I would counsel people who came to the centre. I would begin by telling them my story and that made them open up to me. They felt that if I could change so much for the better even though I was HIV-positive, they did not have to give up hope yet. Thus began the support group, which helped many people maintain a positive attitude towards life.
But I didn’t stop here. I visited the Ramamani Iyengar Memorial Yoga Institute (RIMYI) where Guruji BKS Iyengar taught a variety of yoga asanas to boost immunity and to treat other HIV-related complications, which I have shared with a lot of people from the centre to improve their lives. Till date, I practise yoga everyday.
Medications are life-long
About 3 years ago, I fell ill and I had a tough time recovering. My doctor then advised me to begin ART (Anti Retroviral Therapy) and I have been on that medication ever since. This involves taking a pill, which has 3 medications in it everyday, twice a day (morning and night). This medication does not destroy HIV, but prevents the multiplication of the virus. That’s why you cannot afford to miss a single pill, and once you have begun, it is a life-long medication.
Reconciling with family
12 years after I had left my family, I got back in touch with my older brother. After some persuasion, I convinced him to meet me. There, I told him about being HIV-positive and that I wanted to meet my family one last time to ask for their forgiveness. He told me he would call me back within three days.

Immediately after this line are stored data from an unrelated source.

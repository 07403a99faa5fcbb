use async_trait::async_trait;
use chrono::{DateTime, Utc};
use futures::stream::TryStreamExt;
use mongodb::bson::{doc, DateTime as BsonDateTime};
use mongodb::options::FindOptions;
use mongodb::Collection;
use tracing::debug;

use crate::db::errors::Result;
use crate::models::ScoreRecord;

/// Persistence seam for score records.
///
/// The store is append-only: records are inserted once and never updated or
/// deleted. Everything ranking needs is a comparison count or one sorted
/// page, so those are the only read operations exposed.
#[async_trait]
pub trait RecordStore: Send + Sync {
    /// Insert a new record. Failures surface immediately; there is no retry,
    /// so a failed submission never leaves partial state behind.
    async fn insert_record(&self, record: &ScoreRecord) -> Result<()>;

    /// Number of records with a strictly higher score.
    async fn count_scores_above(&self, score: i32) -> Result<u64>;

    /// Number of records at exactly `score` submitted before `created_at`.
    async fn count_earlier_at_score(
        &self,
        score: i32,
        created_at: DateTime<Utc>,
    ) -> Result<u64>;

    /// Total number of stored records.
    async fn count_records(&self) -> Result<u64>;

    /// Up to `limit` records ordered by score descending, earlier submission
    /// first among ties. An empty store yields an empty vec, not an error.
    async fn find_top(&self, limit: i64) -> Result<Vec<ScoreRecord>>;
}

/// [`RecordStore`] backed by a MongoDB collection.
#[derive(Clone)]
pub struct MongoRecordStore {
    collection: Collection<ScoreRecord>,
}

impl MongoRecordStore {
    pub fn new(collection: Collection<ScoreRecord>) -> Self {
        Self { collection }
    }
}

#[async_trait]
impl RecordStore for MongoRecordStore {
    #[tracing::instrument(
        skip(self, record),
        fields(player_name = %record.player_name, player_score = record.player_score)
    )]
    async fn insert_record(&self, record: &ScoreRecord) -> Result<()> {
        let result = self.collection.insert_one(record, None).await?;
        debug!(id = %result.inserted_id, "Inserted score record");
        Ok(())
    }

    #[tracing::instrument(skip(self))]
    async fn count_scores_above(&self, score: i32) -> Result<u64> {
        let count = self
            .collection
            .count_documents(doc! { "PlayerScore": { "$gt": score } }, None)
            .await?;
        Ok(count)
    }

    #[tracing::instrument(skip(self))]
    async fn count_earlier_at_score(
        &self,
        score: i32,
        created_at: DateTime<Utc>,
    ) -> Result<u64> {
        let created_at = BsonDateTime::from_chrono(created_at);
        let count = self
            .collection
            .count_documents(
                doc! { "PlayerScore": score, "CreatedAt": { "$lt": created_at } },
                None,
            )
            .await?;
        Ok(count)
    }

    #[tracing::instrument(skip(self))]
    async fn count_records(&self) -> Result<u64> {
        let count = self.collection.count_documents(None, None).await?;
        Ok(count)
    }

    #[tracing::instrument(skip(self))]
    async fn find_top(&self, limit: i64) -> Result<Vec<ScoreRecord>> {
        let options = FindOptions::builder()
            .sort(doc! { "PlayerScore": -1, "CreatedAt": 1 })
            .limit(limit)
            .build();

        let cursor = self.collection.find(None, options).await?;
        let records = cursor.try_collect().await?;
        Ok(records)
    }
}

Three days later, he called me and told me that I could come and meet mother. He hadn’t told anyone else in the family and wanted me to speak to them in person. So I went over and met them. I thought it would be for the last time, but fortunately it wasn’t. I now visit my family during the festivals.
Discrimination is the biggest hurdle
A few years ago, I went to the dentist to get a tooth extracted. I informed the dentist there that I was HIV positive. She asked me to wait and went to speak to the person-in-charge. They both then asked me to leave. When I asked them why I was being refused treatment, they proceeded to announce my ‘condition’ to all present there.
Discrimination is real. Young doctors in government hospitals refuse to even examine a HIV-positive person, whereas private hospitals refuse to admit an HIV-positive patient. People are still fearful of the disease and hence fear the people who test HIV-positive. Even when they come for counselling, they are afraid to open up and talk. It is only when I share my story with them that they feel comfortable and talk about themselves.
Most people think that those who are HIV-positive have done something bad in their lives and hence they have got this disease, but that is not always the case. Many people have contracted this disease for no fault of theirs. As awareness increases, people learn how to avoid infection, but until the day comes that people accept HIV-positive people without prejudice, all the awareness in the world will not help those afflicted with this disease. Awareness that people with HIV need love too; that they are not untouchables, needs to reach every person in society.